| Excellent reminder. Thank you. Commonly ignored critical insight: Storytelling is for the HUMANS who hear the story, because our lives are in the format of heroes journeys. It matters not if most or some movies/stories follow it, because if the story doesn’t follow it - it’s not remembered by HUMANS. Because, you guessed it…our lives are in the format of a monomyth. Joseph Campbell was an anthropologist. Not a script writer. Christopher Vogler was a script writer for Disney. They both understood that stories were just a vehicle for lessons. And if the structure wasn’t followed then the lesson wouldn’t be received, let alone passed down from generation to generation. The super super basic shit is 3 steps:
1. Normal world- suspect something is wrong
2. Supernatural world- seek the thing that makes it right
3. Return- bring it back to share That format fits not only every story ever told, but more importantly - it’s the dna of your life experience. And if you disagree, then ask yourself: am I refusing the call to adventure or a stage in the journey in my life? Give it a shot. It’ll change your life. Side note: by “lesson” I mean the fundamental building blocks of your worldview. Lookup Weltanschauung. |
As people try to generalize the hero's journey to claim it fits all stories, they simplify it by paring away many of Campbell's more specific elements, like "the meeting with the goddess" or "atonement with the father," but even the most pared-down version still does not describe all stories. How about The Stranger by Camus? That story doesn't map onto the hero's journey at all.
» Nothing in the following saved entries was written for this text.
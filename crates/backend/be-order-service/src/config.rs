use chrono::{FixedOffset, Offset, Utc};

use crate::error::OrderError;

/// Paris winter time. Summer time is not applied automatically.
pub const DEFAULT_TIMEZONE_OFFSET_MINUTES: i32 = 60;

#[derive(Debug, Clone)]
pub struct OrderConfig {
    /// Offset used to read restaurant opening hours.
    pub timezone: FixedOffset,
}

impl Default for OrderConfig {
    fn default() -> Self {
        Self {
            timezone: offset_from_minutes(DEFAULT_TIMEZONE_OFFSET_MINUTES)
                .unwrap_or_else(|_| Utc.fix()),
        }
    }
}

impl OrderConfig {
    pub fn from_env() -> Result<Self, OrderError> {
        let minutes = match std::env::var("TIMEZONE_OFFSET_MINUTES") {
            Ok(raw) if !raw.trim().is_empty() => raw.trim().parse::<i32>().map_err(|_| {
                OrderError::Config(format!("TIMEZONE_OFFSET_MINUTES is not a number: {raw}"))
            })?,
            _ => DEFAULT_TIMEZONE_OFFSET_MINUTES,
        };

        Ok(Self {
            timezone: offset_from_minutes(minutes)?,
        })
    }
}

pub fn offset_from_minutes(minutes: i32) -> Result<FixedOffset, OrderError> {
    minutes
        .checked_mul(60)
        .and_then(FixedOffset::east_opt)
        .ok_or_else(|| OrderError::Config(format!("timezone offset out of range: {minutes} minutes")))
}
use axum::http::StatusCode;
use axum::response::{IntoResponse, Response};
use be_remote_db::DbError;
use serde::Serialize;

use crate::gateway::GatewayError;
use crate::reconcile::ReconcileError;

#[derive(Debug, thiserror::Error)]
pub enum PaymentError {
    #[error(transparent)]
    Authz(#[from] be_authz::AuthzError),

    #[error(transparent)]
    Gateway(#[from] GatewayError),

    #[error(transparent)]
    Reconcile(#[from] ReconcileError),

    #[error("Payments are temporarily unavailable while the platform is under maintenance")]
    Maintenance,

    #[error("{0}")]
    InvalidAmount(String),

    #[error("Missing required field: {0}")]
    MissingField(&'static str),

    #[error("Invalid value for field: {0}")]
    InvalidField(&'static str),

    #[error("Idempotency key already used for an amount of {stored_cents} cents, not {requested_cents}")]
    IdempotencyConflict {
        stored_cents: i64,
        requested_cents: i64,
    },

    #[error("Webhook signature verification failed")]
    WebhookSignatureInvalid,

    #[error("Configuration error: {0}")]
    Config(String),

    #[error("Database error: {0}")]
    Database(#[from] DbError),

    #[error("{0}")]
    Internal(#[from] anyhow::Error),
}

#[derive(Debug, Serialize)]
struct ErrorBody {
    error: String,
    #[serde(skip_serializing_if = "Option::is_none")]
    code: Option<&'static str>,
}

const SUPPORT_MESSAGE: &str = "Payment service configuration error. Please contact support.";

impl PaymentError {
    pub fn status_code(&self) -> StatusCode {
        match self {
            PaymentError::Authz(err) => err.status_code(),
            PaymentError::Gateway(err) => err.status_code(),
            PaymentError::Reconcile(err) => err.status_code(),
            PaymentError::Maintenance => StatusCode::SERVICE_UNAVAILABLE,
            PaymentError::InvalidAmount(_)
            | PaymentError::MissingField(_)
            | PaymentError::InvalidField(_)
            | PaymentError::WebhookSignatureInvalid => StatusCode::BAD_REQUEST,
            PaymentError::IdempotencyConflict { .. } => StatusCode::CONFLICT,
            PaymentError::Config(_) | PaymentError::Database(_) | PaymentError::Internal(_) => {
                StatusCode::INTERNAL_SERVER_ERROR
            }
        }
    }

    fn public_message(&self) -> String {
        match self {
            PaymentError::Authz(err) if err.status_code().is_server_error() => {
                "Authorization error".to_string()
            }
            PaymentError::Gateway(GatewayError::Configuration(_)) => SUPPORT_MESSAGE.to_string(),
            PaymentError::Gateway(GatewayError::Communication(_)) => {
                "Could not reach the payment processor. Please try again.".to_string()
            }
            PaymentError::Gateway(GatewayError::Rejected { message, .. }) => message.clone(),
            PaymentError::Config(_) => SUPPORT_MESSAGE.to_string(),
            PaymentError::Database(_) | PaymentError::Internal(_) => {
                "Internal server error".to_string()
            }
            other => other.to_string(),
        }
    }

    fn code(&self) -> Option<&'static str> {
        match self {
            PaymentError::Reconcile(err) => Some(err.code()),
            PaymentError::Maintenance => Some("MAINTENANCE_MODE"),
            PaymentError::IdempotencyConflict { .. } => Some("IDEMPOTENCY_CONFLICT"),
            _ => None,
        }
    }
}

impl IntoResponse for PaymentError {
    fn into_response(self) -> Response {
        let status = self.status_code();

        if status.is_server_error() {
            tracing::error!(%status, error = %self, "Payment service error");
        } else {
            tracing::warn!(%status, error = %self, "Payment request rejected");
        }

        let body = ErrorBody {
            error: self.public_message(),
            code: self.code(),
        };

        (status, axum::Json(body)).into_response()
    }
}
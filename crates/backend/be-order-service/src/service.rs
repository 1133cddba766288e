use std::sync::Arc;

use be_authz::IdentityGate;
use be_notification_service::{Outbox, OutboxStore};
use be_remote_db::{DatabaseManager, Restaurant};
use uuid::Uuid;

use crate::cache::{DEFAULT_MAX_ENTRIES, TtlCache};
use crate::complaints::ComplaintDesk;
use crate::config::OrderConfig;
use crate::store::OrderStore;
use crate::validation::{OrderValidator, RESTAURANT_CACHE_TTL};

pub struct AppState {
    pub validator: OrderValidator,
    pub complaints: ComplaintDesk,
    pub restaurants: Arc<TtlCache<Uuid, Restaurant>>,
    pub gate: IdentityGate,
}

impl AppState {
    pub fn new(db: Arc<DatabaseManager>, gate: IdentityGate, config: OrderConfig) -> Self {
        let store: Arc<dyn OrderStore> = db.clone();
        let outbox_store: Arc<dyn OutboxStore> = db;
        let restaurants = Arc::new(TtlCache::new(RESTAURANT_CACHE_TTL, DEFAULT_MAX_ENTRIES));

        Self {
            validator: OrderValidator::new(store.clone(), restaurants.clone(), config.timezone),
            complaints: ComplaintDesk::new(store, Outbox::new(outbox_store)),
            restaurants,
            gate,
        }
    }
}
Waiting for Godot? That story doesn't even resolve its narrative tension in any conventional way.
The urge to generalize narrative is understandable, but I think it's a mistake. Ultimately, the purpose of art is simply to provoke interesting or entertaining emotions in its viewers, and a story doesn't need any one essential component to do this. There are recurring conventions and useful tools that repeatedly crop up in genres and in the medium as a whole, but these are not necessary—only commonplace.